To be sure, operators’ support for Windows Phone 7 isn’t all motivated by fear of Silicon Valley. Windows-based smartphones will have a certain appeal to corporate IT managers looking for handsets that work well with their existing inventory of laptops and servers running Microsoft’s software. Moreover, early reviews suggest that Windows Phone 7 is a marked improvement over its lacklustre predecessors, while also sporting some innovative features, such as the Live Tiles on the home-screen, which pull down real-time news and status updates from the web.

For the fashionable?

But a big fan base in the operator community won’t be enough to ensure the success of Windows Phone 7. Despite its longstanding and loyal following in the developer community, Microsoft will have to work hard to convince mobile specialists to code for its platform ahead of iOS, Android, BlackBerry OS and Symbian. Developers loathe fragmentation more than mobile operators because it dramatically increases their costs.

Then there is the question of how much support Windows Phone 7 will get from handset manufacturers. Samsung, LG, HTC and Dell have all unveiled new models running Windows 7, but most of this group probably still regard Android as a higher priority. Although handset vendors also have a vested interest in bolstering Google’s competitors, they won’t want to spend precious R&D resources supporting niche platforms.

That brings us neatly to the most important question. Will Windows 7 phones become an object of desire for consumers and employees? The cynic in me says that a desirable Windows phone is an oxymoron. But I know people who are so comfortable with the PC Windows ecosystem, that they will be instinctively drawn to smartphones that can easily handle Microsoft Office documents and sync perfectly with Microsoft Exchange.

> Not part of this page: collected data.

// src/board.rs - Live mirror of the remote board's pins and capabilities
use serde::{Deserialize, Deserializer, Serialize, Serializer};
use serde_json::{Map, Value};
use std::collections::BTreeSet;
use tokio::sync::watch;

/// Operating role of a pin, carried on the wire as its Firmata mode code.
#[derive(Debug, Clone, Copy, PartialEq, Eq, PartialOrd, Ord, Hash, Default)]
pub enum PinMode {
    Input,
    Output,
    Analog,
    Pwm,
    Servo,
    Shift,
    I2c,
    OneWire,
    Stepper,
    Serial,
    Pullup,
    Ignore,
    PingRead,
    #[default]
    Unknown,
}

impl PinMode {
    pub const fn code(self) -> u8 {
        match self {
            PinMode::Input => 0x00,
            PinMode::Output => 0x01,
            PinMode::Analog => 0x02,
            PinMode::Pwm => 0x03,
            PinMode::Servo => 0x04,
            PinMode::Shift => 0x05,
            PinMode::I2c => 0x06,
            PinMode::OneWire => 0x07,
            PinMode::Stepper => 0x08,
            PinMode::Serial => 0x0A,
            PinMode::Pullup => 0x0B,
            PinMode::Ignore => 0x7F,
            PinMode::PingRead => 0x75,
            PinMode::Unknown => 0x10,
        }
    }

    /// Codes outside the known table map to `Unknown`.
    pub const fn from_code(code: u8) -> Self {
        match code {
            0x00 => PinMode::Input,
            0x01 => PinMode::Output,
            0x02 => PinMode::Analog,
            0x03 => PinMode::Pwm,
            0x04 => PinMode::Servo,
            0x05 => PinMode::Shift,
            0x06 => PinMode::I2c,
            0x07 => PinMode::OneWire,
            0x08 => PinMode::Stepper,
            0x0A => PinMode::Serial,
            0x0B => PinMode::Pullup,
            0x7F => PinMode::Ignore,
            0x75 => PinMode::PingRead,
            _ => PinMode::Unknown,
        }
    }
}
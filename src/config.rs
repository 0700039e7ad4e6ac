//! # Relay and Session Configuration
//!
//! This module defines the TOML configuration for the relay connection, the
//! peripheral session timers, and logging.
//!
//! ## Example: TOML Configuration
//!
//! ```toml
//! [relay]
//! url = "ws://localhost:2020"
//! call_timeout_ms = 5000
//!
//! [session]
//! extension_id = "scrattino"
//! discovery_timeout_ms = 15000
//! poll_interval_ms = 100
//!
//! [session.scan_options]
//! filters = ["arduino"]
//!
//! [logging]
//! level = "debug"
//! ```
//!
//! Every field has a default, so an empty file (or no file at all) yields a
//! working configuration pointed at a relay on `localhost:2020`.
//!
//! ## Example: Rust Usage
//!
//! ```rust
//! use firmata_link::config::Config;
//! let config: Config = toml::from_str("[session]\npoll_interval_ms = 250").unwrap();
//! assert_eq!(config.session.poll_interval_ms, 250);
//! assert_eq!(config.relay.url, "ws://localhost:2020");
//! assert!(config.validate().is_ok());
//! ```

// src/config.rs - Relay, session and logging configuration
use serde::{Deserialize, Serialize};
use std::time::Duration;
use thiserror::Error;

#[derive(Debug, Error)]
pub enum ConfigError {
    #[error("IO error: {0}")]
    Io(#[from] std::io::Error),
    #[error("TOML parse error: {0}")]
    Toml(#[from] toml::de::Error),
    #[error("Invalid configuration: {0}")]
    Invalid(String),
}

/// Main configuration struct: relay endpoint, session timers, logging.
#[derive(Debug, Clone, Default, Deserialize, Serialize)]
pub struct Config {
    #[serde(default)]
    pub relay: RelayConfig,
    #[serde(default)]
    pub session: SessionConfig,
    #[serde(default)]
    pub logging: LoggingConfig,
}

/// Where the relay process listens and how long a single call may take.
#[derive(Debug, Clone, Deserialize, Serialize)]
pub struct RelayConfig {
    #[serde(default = "default_relay_url")]
    pub url: String,
    #[serde(default = "default_call_timeout_ms")]
    pub call_timeout_ms: u64,
}

impl Default for RelayConfig {
    fn default() -> Self {
        Self {
            url: default_relay_url(),
            call_timeout_ms: default_call_timeout_ms(),
        }
    }
}

impl RelayConfig {
    pub fn call_timeout(&self) -> Duration {
        Duration::from_millis(self.call_timeout_ms)
    }
}

/// Peripheral session behaviour.
#[derive(Debug, Clone, Deserialize, Serialize)]
pub struct SessionConfig {
    /// Identifier reported alongside every error event.
    #[serde(default = "default_extension_id")]
    pub extension_id: String,
    #[serde(default = "default_discovery_timeout_ms")]
    pub discovery_timeout_ms: u64,
    #[serde(default = "default_poll_interval_ms")]
    pub poll_interval_ms: u64,
    /// Forwarded verbatim as the params of the `scan` call.
    #[serde(default)]
    pub scan_options: serde_json::Map<String, serde_json::Value>,
}

impl Default for SessionConfig {
    fn default() -> Self {
        Self {
            extension_id: default_extension_id(),
            discovery_timeout_ms: default_discovery_timeout_ms(),
            poll_interval_ms: default_poll_interval_ms(),
            scan_options: serde_json::Map::new(),
        }
    }
}

impl SessionConfig {
    pub fn discovery_timeout(&self) -> Duration {
        Duration::from_millis(self.discovery_timeout_ms)
    }

    pub fn poll_interval(&self) -> Duration {
        Duration::from_millis(self.poll_interval_ms)
    }
}

#[derive(Debug, Clone, Deserialize, Serialize)]
pub struct LoggingConfig {
    #[serde(default = "default_log_level")]
    pub level: String,
}

impl Default for LoggingConfig {
    fn default() -> Self {
        Self {
            level: default_log_level(),
        }
    }
}

impl LoggingConfig {
    /// Parsed level; unknown names fall back to `INFO`.
    pub fn tracing_level(&self) -> tracing::Level {
        self.level.parse().unwrap_or(tracing::Level::INFO)
    }
}

impl Config {
    /// Reject values the session cannot run with.
    pub fn validate(&self) -> Result<(), ConfigError> {
        if !(self.relay.url.starts_with("ws://") || self.relay.url.starts_with("wss://")) {
            return Err(ConfigError::Invalid(format!(
                "relay url '{}' must use ws:// or wss://",
                self.relay.url
            )));
        }
        if self.relay.call_timeout_ms == 0 {
            return Err(ConfigError::Invalid("relay.call_timeout_ms must be > 0".to_string()));
        }
        if self.session.discovery_timeout_ms == 0 {
            return Err(ConfigError::Invalid(
                "session.discovery_timeout_ms must be > 0".to_string(),
            ));
        }
        if self.session.poll_interval_ms == 0 {
            return Err(ConfigError::Invalid("session.poll_interval_ms must be > 0".to_string()));
        }
        Ok(())
    }
}

// Default value functions
fn default_relay_url() -> String { "ws://localhost:2020".to_string() }
fn default_call_timeout_ms() -> u64 { 5000 }
fn default_extension_id() -> String { "scrattino".to_string() }
fn default_discovery_timeout_ms() -> u64 { 15000 }
fn default_poll_interval_ms() -> u64 { 100 }
fn default_log_level() -> String { "info".to_string() }

/// Load configuration from a TOML file at the given path.
pub fn load_config(path: &str) -> Result<Config, ConfigError> {
    let config: Config = match std::fs::read_to_string(path) {
        Ok(contents) => match toml::from_str(&contents) {
            Ok(config) => config,
            Err(e) => {
                tracing::error!("Failed to parse config TOML: {}", e);
                return Err(ConfigError::Toml(e));
            }
        },
        Err(e) => {
            tracing::error!("Failed to read config file '{}': {}", path, e);
            return Err(ConfigError::Io(e));
        }
    };
    config.validate()?;
    Ok(config)
}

Moreover, consumers’ fickleness means there is surely going to come a time when iPhones are no longer as fashionable as they are today. Some teenagers are already asking their parents for a BlackBerry in preference to an iPhone. The handset market sometimes moves in mysterious ways and the best Windows Phone 7 models might yet become hits with trendsetters looking to differentiate themselves from the iCrowd.